Tandy keeps the clipping as a memento of DEA's accomplishment, and the worldwide warning the bust sent to consumers and online pharmacies. It also reminds her of a lingering challenge.

The Bansals and their associates are in prison, but, as she often says, rogue pharmacies are an ever-growing threat to public health.

Thousands of them could be out there. There was no way to know for sure.

CHINATOWN

The next week, forwarded spam arrived in Carlos' in-box. He settled into his office on Arch Street and opened the e-mail.

Subject: Very important note. You must to read.

Dear Customers,

Halloween is coming up, and we are very happy to announce crazy discounts for meds. Get ready for scary low prices! PLUS for a limited time we add 5 FREE pills to any order!

Carlos clicked on the Web site.

Up popped a picture of a virile man with a wide smile, a glowing girlfriend, and offers of $2 Viagra, $3 Cialis, $3.33 Levitra.

Thank you for visiting our store!

We hope that you will find it to be a good source of qualitative generic medications. All the medicines one can see in our product list are manufactured by the most respectable plants of India.

We've efficiently streamlined our service, letting you buy from us in a very discreet, non-embarrassing and hassle-free manner.

Carlos forwarded the e-mail to a supervisor, the first step toward opening a new case.

EPILOGUE

Every law enforcement official who chased Akhil Bansal has enjoyed a career boost.

At DEA, Jeff Breeden now lives in South Africa, where he is the agency's country attache.
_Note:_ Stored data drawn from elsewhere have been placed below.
use std::collections::{HashMap, HashSet};
use std::path::{Path, PathBuf};

use tracing::{debug, warn};

use crate::cache::FactCache;
use crate::config::EmptyExportsPolicy;
use crate::model::file_graph::{
    AffectedSet, ChildRef, DependencyGraph, FileNode, ImportEdge, ReverseDependencyIndex,
};
use crate::model::{FileChange, FileKind};
use crate::resolver::{Resolution, SpecifierResolver};

use super::ignore::IgnoreRules;
use super::impact;

/// State produced by one traversal.
pub struct BuildOutput {
    pub graph: DependencyGraph,
    pub index: ReverseDependencyIndex,
    pub affected: AffectedSet,
    pub warnings: Vec<String>,
}

/// Cycle-safe depth-first walk from an entry file.
///
/// Each canonical path is expanded once; later references become stubs.
/// Reverse edges are recorded as imports are discovered, and each source
/// node is checked for impact once its children are built.
pub struct GraphBuilder<'a> {
    resolver: &'a SpecifierResolver,
    cache: &'a FactCache,
    ignore: &'a IgnoreRules,
    changes: &'a [FileChange],
    change_by_path: HashMap<PathBuf, &'a FileChange>,
    policy: EmptyExportsPolicy,
    visited: HashSet<PathBuf>,
    graph: DependencyGraph,
    index: ReverseDependencyIndex,
    affected: AffectedSet,
    warnings: Vec<String>,
}

impl<'a> GraphBuilder<'a> {
    pub fn new(
        entry: &Path,
        resolver: &'a SpecifierResolver,
        cache: &'a FactCache,
        ignore: &'a IgnoreRules,
        changes: &'a [FileChange],
        policy: EmptyExportsPolicy,
    ) -> Self {
        let mut change_by_path = HashMap::new();
        for change in changes {
            // First entry for a path wins.
            change_by_path
                .entry(change.changed_file.clone())
                .or_insert(change);
        }
        Self {
            resolver,
            cache,
            ignore,
            changes,
            change_by_path,
            policy,
            visited: HashSet::new(),
            graph: DependencyGraph::new(entry.to_path_buf()),
            index: ReverseDependencyIndex::new(),
            affected: AffectedSet::new(),
            warnings: Vec::new(),
        }
    }

    /// Walk from the entry, then stamp nodes the flood reached after their
    /// own check had already run.
    pub fn build(mut self) -> BuildOutput {
        let entry = self.graph.root.clone();
        self.visit(&entry);
        self.finalize();
        BuildOutput {
            graph: self.graph,
            index: self.index,
            affected: self.affected,
            warnings: self.warnings,
        }
    }

    fn visit(&mut self, path: &Path) -> ChildRef {
        if !self.visited.insert(path.to_path_buf()) {
            return ChildRef::stub(path.to_path_buf(), self.resolver.kind_of(path));
        }

        if let Err(e) = std::fs::metadata(path) {
            self.warn(format!("could not access file {}: {}", path.display(), e));
            self.graph
                .insert(FileNode::new(path.to_path_buf(), FileKind::Asset));
            return ChildRef::expanded(path.to_path_buf(), FileKind::Asset);
        }

        let kind = self.resolver.kind_of(path);
        let mut node = FileNode::new(path.to_path_buf(), kind);
        let change = self.change_by_path.get(path).copied();

        match kind {
            FileKind::Source => {
                if let Some(change) = change {
                    node.change_type = Some(change.change_type);
                    node.reason = Some(impact::self_change_reason(change.change_type));
                    self.affected.mark_changed(path);
                }
                if !self.ignore.is_ignored(path, self.resolver.root_dir()) {
                    self.expand_source(&mut node);
                } else {
                    debug!(path = %path.display(), "ignored, not parsed");
                }
            }
            FileKind::Asset => {
                if let Some(change) = change {
                    node.change_type = Some(change.change_type);
                    node.affected = true;
                    node.reason = Some(impact::asset_change_reason(change.change_type));
                    self.affected.mark_impacted(path);
                    impact::propagate(path, &self.index, &mut self.affected);
                }
            }
        }

        self.graph.insert(node);
        ChildRef::expanded(path.to_path_buf(), kind)
    }

    fn expand_source(&mut self, node: &mut FileNode) {
        let path = node.path.clone();
        let facts = match self.cache.facts(&path, None) {
            Ok(facts) => facts,
            Err(e) => {
                self.warn(format!("error analyzing file {}: {:#}", path.display(), e));
                return;
            }
        };

        let mut edges = Vec::with_capacity(facts.imports.len());
        for import in &facts.imports {
            let resolved = match self.resolver.resolve(&path, &import.source) {
                Resolution::Resolved(target) => {
                    self.index.add_edge(&target, &path);
                    Some(target)
                }
                Resolution::External(_) => None,
                Resolution::NotFound(attempted) => {
                    self.warn(format!(
                        "unresolved import '{}' in {} (tried {})",
                        import.source,
                        path.display(),
                        attempted.display()
                    ));
                    None
                }
            };
            edges.push(ImportEdge {
                specifier: import.source.clone(),
                resolved,
                bindings: import.specifiers.clone(),
            });
        }

        let mut children = Vec::new();
        for target in edges.iter().filter_map(|e| e.resolved.as_ref()) {
            if let Err(e) = std::fs::metadata(target) {
                self.warn(format!(
                    "could not access imported file {}: {}",
                    target.display(),
                    e
                ));
                continue;
            }
            children.push(self.visit(target));
        }

        let causes = impact::determine_affecting_changes(
            &edges,
            self.changes,
            &self.affected,
            self.policy,
        );

        node.imports = Some(edges);
        node.exports = Some(facts.exports.clone());
        node.children = children;

        if !causes.is_empty() {
            node.affected = true;
            node.push_reason(&impact::compose_reason(&causes));
            self.affected.mark_impacted(&path);
            let flooded = impact::propagate(&path, &self.index, &mut self.affected);
            if !flooded.is_empty() {
                debug!(path = %path.display(), count = flooded.len(), "propagated impact");
            }
        }
    }

    /// Stamp nodes that became impacted after their own check ran.
    fn finalize(&mut self) {
        let pending: Vec<PathBuf> = self
            .graph
            .nodes()
            .into_iter()
            .filter(|n| !n.affected && self.affected.is_impacted(&n.path))
            .map(|n| n.path.clone())
            .collect();

        for path in pending {
            let causes = self
                .graph
                .get(&path)
                .and_then(|n| n.imports.as_deref())
                .map(|imports| impact::indirect_causes(imports, &self.affected))
                .unwrap_or_default();
            if let Some(node) = self.graph.get_mut(&path) {
                node.affected = true;
                if !causes.is_empty() {
                    node.push_reason(&impact::compose_reason(&causes));
                }
            }
        }
    }

    fn warn(&mut self, message: String) {
        warn!("{}", message);
        self.warnings.push(message);
    }
}
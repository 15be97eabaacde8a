pub mod builder;
pub mod ignore;
pub mod impact;

use std::path::{Path, PathBuf};

use serde::{Deserialize, Serialize};
use thiserror::Error;
use tracing::info;

use crate::cache::FactCache;
use crate::config::Config;
use crate::model::file_graph::{AffectedSet, DependencyGraph, ReverseDependencyIndex, TreeNode};
use crate::model::FileChange;
use crate::resolver::{normalize_path, SpecifierResolver};

use builder::GraphBuilder;
use ignore::IgnoreRules;

/// Everything needed to run one analysis. Also the worker request body.
#[derive(Debug, Clone, PartialEq, Eq, Serialize, Deserialize)]
#[serde(rename_all = "camelCase")]
pub struct AnalysisOptions {
    pub entry_file: PathBuf,
    #[serde(default)]
    pub changes: Vec<FileChange>,
    pub root_dir: PathBuf,
    #[serde(default)]
    pub config: Config,
}

impl AnalysisOptions {
    pub fn new(entry_file: impl Into<PathBuf>, root_dir: impl Into<PathBuf>) -> Self {
        Self {
            entry_file: entry_file.into(),
            changes: Vec::new(),
            root_dir: root_dir.into(),
            config: Config::default(),
        }
    }

    pub fn with_changes(mut self, changes: Vec<FileChange>) -> Self {
        self.changes = changes;
        self
    }

    pub fn with_config(mut self, config: Config) -> Self {
        self.config = config;
        self
    }
}

#[derive(Debug, Error)]
pub enum AnalysisError {
    #[error("entry file {path} is not accessible: {source}")]
    EntryNotAccessible {
        path: PathBuf,
        #[source]
        source: std::io::Error,
    },
    #[error("invalid exclude pattern: {0}")]
    InvalidExclude(#[from] globset::Error),
}

/// Result of one run: the annotated graph plus the propagation state.
pub struct Analysis {
    pub root_dir: PathBuf,
    pub graph: DependencyGraph,
    pub index: ReverseDependencyIndex,
    pub affected: AffectedSet,
    /// Recoverable problems met during traversal, in discovery order.
    pub warnings: Vec<String>,
}

impl Analysis {
    /// Output tree with root-relative paths.
    pub fn tree(&self) -> TreeNode {
        self.graph.to_tree(Some(&self.root_dir))
    }

    /// Output tree with absolute paths.
    pub fn absolute_tree(&self) -> TreeNode {
        self.graph.to_tree(None)
    }

    /// Changed or affected files, root-relative and sorted.
    pub fn affected_files(&self) -> Vec<String> {
        self.affected
            .paths()
            .iter()
            .map(|p| {
                crate::model::file_graph::to_relative(p, &self.root_dir)
                    .display()
                    .to_string()
            })
            .collect()
    }
}

/// Run an analysis with a fresh default fact cache.
pub fn analyze(options: &AnalysisOptions) -> Result<Analysis, AnalysisError> {
    analyze_project(options, &FactCache::default())
}

/// Run an analysis reusing `cache` for parsed facts.
///
/// Only an inaccessible entry file (or an invalid exclude pattern) fails the
/// run; every other problem is logged and recorded in
/// [`Analysis::warnings`].
pub fn analyze_project(
    options: &AnalysisOptions,
    cache: &FactCache,
) -> Result<Analysis, AnalysisError> {
    let root_dir = normalize_path(&options.root_dir);
    let entry = absolutize(&options.entry_file, &root_dir);

    std::fs::metadata(&entry).map_err(|source| AnalysisError::EntryNotAccessible {
        path: entry.clone(),
        source,
    })?;

    let changes: Vec<FileChange> = options
        .changes
        .iter()
        .map(|c| FileChange {
            changed_file: absolutize(&c.changed_file, &root_dir),
            ..c.clone()
        })
        .collect();

    let resolver = SpecifierResolver::for_project(&root_dir, &options.config.resolve);
    let ignore = IgnoreRules::new(&options.config.analysis)?;

    info!(
        entry = %entry.display(),
        changes = changes.len(),
        "starting analysis"
    );

    let output = GraphBuilder::new(
        &entry,
        &resolver,
        cache,
        &ignore,
        &changes,
        options.config.analysis.empty_modified_exports,
    )
    .build();

    info!(
        files = output.graph.node_count(),
        edges = output.index.edge_count(),
        affected = output.affected.len(),
        warnings = output.warnings.len(),
        "analysis complete"
    );

    Ok(Analysis {
        root_dir,
        graph: output.graph,
        index: output.index,
        affected: output.affected,
        warnings: output.warnings,
    })
}

/// Join relative paths onto `root` and normalize.
pub fn absolutize(path: &Path, root: &Path) -> PathBuf {
    if path.is_absolute() {
        normalize_path(path)
    } else {
        normalize_path(&root.join(path))
    }
}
Eric Russ is about to embark on a major heroin assignment. Carlos Aquino has been promoted to supervisor in Philadelphia.

FBI's Jason Huff has become the bureau's go-to agent for pill cases.

Aaron Carp, looking for more action, left IRS to join FBI; the bureau sent him to Kansas City, Mo.

Christine Konieczny, who led surveillance for DEA, returned to the Lower Merion Police Department and was promoted to detective.

James Pavlock, the money-laundering expert, won a permanent transfer from D.C. back to Philly.

Wendy Kelly, the first prosecutor on the case, is now assigned to coordinate terrorism trials in Guantanamo.

Barbara Cohan keeps busy making beads and baking for her husband's restaurant. She is weighing a return to law enforcement.

Brij Bansal remains imprisoned, awaiting trial in India. Akhil's fiancée, Foram Mankodi, now a pediatrician out West, says she still plans to marry him.

Akhil Bansal will be sentenced early next year. Meantime, he has sued Barb, Carlos, and almost everybody else who hunted him down.